Stored items
########################################

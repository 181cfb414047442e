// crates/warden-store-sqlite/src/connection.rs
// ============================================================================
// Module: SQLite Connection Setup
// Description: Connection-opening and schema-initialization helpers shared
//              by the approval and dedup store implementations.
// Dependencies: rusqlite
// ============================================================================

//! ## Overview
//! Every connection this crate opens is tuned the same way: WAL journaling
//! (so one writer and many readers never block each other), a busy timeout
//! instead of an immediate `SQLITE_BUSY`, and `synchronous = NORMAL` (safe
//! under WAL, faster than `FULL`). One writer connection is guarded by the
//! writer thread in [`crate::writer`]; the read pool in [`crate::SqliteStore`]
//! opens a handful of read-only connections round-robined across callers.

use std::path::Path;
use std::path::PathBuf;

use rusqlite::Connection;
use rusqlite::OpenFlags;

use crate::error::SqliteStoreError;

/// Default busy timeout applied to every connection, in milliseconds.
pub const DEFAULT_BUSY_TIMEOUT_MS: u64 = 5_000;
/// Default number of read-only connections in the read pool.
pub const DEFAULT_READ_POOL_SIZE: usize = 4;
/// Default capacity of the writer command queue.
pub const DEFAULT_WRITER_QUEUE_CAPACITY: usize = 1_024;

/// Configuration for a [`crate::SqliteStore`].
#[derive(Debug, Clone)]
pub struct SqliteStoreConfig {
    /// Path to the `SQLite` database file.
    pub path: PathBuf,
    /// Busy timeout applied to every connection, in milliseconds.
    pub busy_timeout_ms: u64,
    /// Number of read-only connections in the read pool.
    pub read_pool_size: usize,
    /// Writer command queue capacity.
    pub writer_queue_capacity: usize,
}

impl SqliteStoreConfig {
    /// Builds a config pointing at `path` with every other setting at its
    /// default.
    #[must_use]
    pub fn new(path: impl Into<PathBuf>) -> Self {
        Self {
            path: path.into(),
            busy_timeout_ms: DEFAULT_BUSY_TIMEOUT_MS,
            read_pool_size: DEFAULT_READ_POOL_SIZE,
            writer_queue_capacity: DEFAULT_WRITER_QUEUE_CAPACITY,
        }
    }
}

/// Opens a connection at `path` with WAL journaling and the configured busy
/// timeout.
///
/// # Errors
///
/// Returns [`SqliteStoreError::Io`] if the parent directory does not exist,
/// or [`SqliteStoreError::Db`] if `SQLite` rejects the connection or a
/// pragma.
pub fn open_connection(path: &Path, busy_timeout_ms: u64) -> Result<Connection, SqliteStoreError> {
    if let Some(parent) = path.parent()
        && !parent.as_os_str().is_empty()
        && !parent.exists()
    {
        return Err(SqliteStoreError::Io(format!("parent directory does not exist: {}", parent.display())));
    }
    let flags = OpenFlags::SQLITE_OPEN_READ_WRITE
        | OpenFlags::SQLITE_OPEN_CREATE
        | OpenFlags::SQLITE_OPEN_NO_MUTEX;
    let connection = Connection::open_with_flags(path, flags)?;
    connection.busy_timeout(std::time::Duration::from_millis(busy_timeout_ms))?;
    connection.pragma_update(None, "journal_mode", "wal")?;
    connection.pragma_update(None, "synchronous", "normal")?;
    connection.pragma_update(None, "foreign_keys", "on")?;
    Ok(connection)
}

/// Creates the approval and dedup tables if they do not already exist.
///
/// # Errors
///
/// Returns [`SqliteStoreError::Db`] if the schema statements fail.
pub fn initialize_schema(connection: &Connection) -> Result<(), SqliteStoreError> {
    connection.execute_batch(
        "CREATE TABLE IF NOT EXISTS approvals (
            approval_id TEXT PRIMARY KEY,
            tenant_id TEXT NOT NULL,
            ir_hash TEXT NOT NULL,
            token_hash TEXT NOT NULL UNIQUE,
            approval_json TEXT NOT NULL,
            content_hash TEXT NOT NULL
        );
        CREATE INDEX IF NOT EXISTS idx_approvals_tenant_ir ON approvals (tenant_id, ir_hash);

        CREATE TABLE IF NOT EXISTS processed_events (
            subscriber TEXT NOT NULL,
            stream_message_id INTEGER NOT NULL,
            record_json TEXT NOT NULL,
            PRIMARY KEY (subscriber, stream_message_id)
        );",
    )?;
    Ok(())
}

########################################

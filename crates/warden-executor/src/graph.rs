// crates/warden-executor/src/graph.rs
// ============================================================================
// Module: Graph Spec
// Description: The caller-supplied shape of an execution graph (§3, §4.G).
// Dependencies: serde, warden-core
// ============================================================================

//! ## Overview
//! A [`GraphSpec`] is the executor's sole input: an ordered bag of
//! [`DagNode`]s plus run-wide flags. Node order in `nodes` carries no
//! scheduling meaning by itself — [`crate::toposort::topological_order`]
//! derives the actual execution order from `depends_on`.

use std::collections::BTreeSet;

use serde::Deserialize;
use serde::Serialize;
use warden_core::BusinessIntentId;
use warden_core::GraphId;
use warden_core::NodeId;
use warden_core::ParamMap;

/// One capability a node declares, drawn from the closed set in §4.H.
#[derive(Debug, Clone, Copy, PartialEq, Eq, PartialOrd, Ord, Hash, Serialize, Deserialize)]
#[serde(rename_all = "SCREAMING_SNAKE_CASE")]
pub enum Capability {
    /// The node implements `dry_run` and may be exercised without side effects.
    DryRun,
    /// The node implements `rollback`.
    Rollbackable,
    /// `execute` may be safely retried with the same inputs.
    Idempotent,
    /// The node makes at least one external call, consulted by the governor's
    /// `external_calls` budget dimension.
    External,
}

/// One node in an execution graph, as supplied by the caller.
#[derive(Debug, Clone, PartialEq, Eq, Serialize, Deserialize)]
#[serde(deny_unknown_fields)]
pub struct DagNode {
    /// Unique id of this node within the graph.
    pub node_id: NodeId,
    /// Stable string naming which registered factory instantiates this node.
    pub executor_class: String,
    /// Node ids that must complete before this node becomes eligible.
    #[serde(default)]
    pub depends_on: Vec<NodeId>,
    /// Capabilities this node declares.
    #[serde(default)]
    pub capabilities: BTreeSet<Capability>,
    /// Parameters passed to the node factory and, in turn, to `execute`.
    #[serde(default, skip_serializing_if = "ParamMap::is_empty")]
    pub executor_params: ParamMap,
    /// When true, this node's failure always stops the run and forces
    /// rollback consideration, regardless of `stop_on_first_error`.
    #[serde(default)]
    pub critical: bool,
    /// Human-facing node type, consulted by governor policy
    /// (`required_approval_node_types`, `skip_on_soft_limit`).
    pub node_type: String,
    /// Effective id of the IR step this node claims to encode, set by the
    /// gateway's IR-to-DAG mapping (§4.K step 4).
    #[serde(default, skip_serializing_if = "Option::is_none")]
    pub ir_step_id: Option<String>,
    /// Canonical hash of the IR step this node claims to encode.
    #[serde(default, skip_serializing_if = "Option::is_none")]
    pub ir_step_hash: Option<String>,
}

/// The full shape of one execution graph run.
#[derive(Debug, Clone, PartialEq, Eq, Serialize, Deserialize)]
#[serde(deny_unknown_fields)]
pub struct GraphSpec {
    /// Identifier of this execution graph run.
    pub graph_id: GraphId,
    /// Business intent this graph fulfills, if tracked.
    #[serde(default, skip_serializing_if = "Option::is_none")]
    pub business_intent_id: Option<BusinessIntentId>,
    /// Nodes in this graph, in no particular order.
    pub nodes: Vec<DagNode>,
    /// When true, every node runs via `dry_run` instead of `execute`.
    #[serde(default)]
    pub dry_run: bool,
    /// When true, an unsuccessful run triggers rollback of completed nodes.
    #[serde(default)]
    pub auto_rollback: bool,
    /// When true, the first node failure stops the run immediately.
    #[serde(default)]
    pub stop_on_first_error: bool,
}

########################################

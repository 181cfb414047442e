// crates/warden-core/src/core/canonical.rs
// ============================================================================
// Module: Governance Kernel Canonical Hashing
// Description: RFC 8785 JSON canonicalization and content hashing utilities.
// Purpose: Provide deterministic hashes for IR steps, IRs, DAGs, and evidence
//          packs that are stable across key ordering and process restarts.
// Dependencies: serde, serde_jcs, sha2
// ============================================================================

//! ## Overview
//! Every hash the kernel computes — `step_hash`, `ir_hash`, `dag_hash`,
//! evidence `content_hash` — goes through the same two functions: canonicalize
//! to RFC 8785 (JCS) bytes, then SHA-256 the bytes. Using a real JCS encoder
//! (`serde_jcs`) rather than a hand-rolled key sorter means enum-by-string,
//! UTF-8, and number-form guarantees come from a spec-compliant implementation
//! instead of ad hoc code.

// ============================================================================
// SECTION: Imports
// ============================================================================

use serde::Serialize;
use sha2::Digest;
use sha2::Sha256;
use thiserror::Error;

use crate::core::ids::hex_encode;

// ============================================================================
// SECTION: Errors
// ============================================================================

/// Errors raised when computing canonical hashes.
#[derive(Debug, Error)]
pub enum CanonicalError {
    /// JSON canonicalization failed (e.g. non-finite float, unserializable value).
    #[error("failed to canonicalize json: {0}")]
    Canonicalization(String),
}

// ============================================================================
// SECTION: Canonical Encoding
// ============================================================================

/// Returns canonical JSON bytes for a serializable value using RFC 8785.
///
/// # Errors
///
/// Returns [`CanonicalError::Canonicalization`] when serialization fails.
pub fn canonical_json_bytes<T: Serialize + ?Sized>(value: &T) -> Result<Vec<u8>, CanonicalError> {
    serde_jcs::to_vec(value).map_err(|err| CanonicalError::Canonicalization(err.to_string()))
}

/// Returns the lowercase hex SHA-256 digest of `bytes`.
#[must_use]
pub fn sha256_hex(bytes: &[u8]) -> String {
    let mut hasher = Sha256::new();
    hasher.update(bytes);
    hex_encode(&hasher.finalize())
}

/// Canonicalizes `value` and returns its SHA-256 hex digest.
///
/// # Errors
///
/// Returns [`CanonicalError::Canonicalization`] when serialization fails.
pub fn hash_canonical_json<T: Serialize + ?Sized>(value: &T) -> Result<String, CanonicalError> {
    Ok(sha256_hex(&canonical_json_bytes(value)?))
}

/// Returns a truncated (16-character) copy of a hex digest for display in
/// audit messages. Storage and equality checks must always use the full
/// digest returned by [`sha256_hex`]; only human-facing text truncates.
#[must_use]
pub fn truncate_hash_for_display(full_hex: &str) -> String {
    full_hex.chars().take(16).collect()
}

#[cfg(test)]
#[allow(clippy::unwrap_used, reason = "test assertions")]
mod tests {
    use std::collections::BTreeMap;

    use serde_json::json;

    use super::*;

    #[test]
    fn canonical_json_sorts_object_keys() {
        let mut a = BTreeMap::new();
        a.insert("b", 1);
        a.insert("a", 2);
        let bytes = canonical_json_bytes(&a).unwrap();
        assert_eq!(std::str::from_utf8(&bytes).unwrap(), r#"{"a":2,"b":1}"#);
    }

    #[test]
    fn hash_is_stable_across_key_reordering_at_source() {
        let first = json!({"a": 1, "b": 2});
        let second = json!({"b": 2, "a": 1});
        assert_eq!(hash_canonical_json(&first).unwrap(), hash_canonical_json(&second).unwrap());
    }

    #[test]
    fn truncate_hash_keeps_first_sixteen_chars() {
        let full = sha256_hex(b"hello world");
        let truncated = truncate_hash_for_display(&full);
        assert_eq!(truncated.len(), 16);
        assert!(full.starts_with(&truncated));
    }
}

########################################

Exercise
Among the lines above, find those carrying the word "consulted" and copy them out.

Completed exercise
    /// The node makes at least one external call, consulted by the governor's
    /// Human-facing node type, consulted by governor policy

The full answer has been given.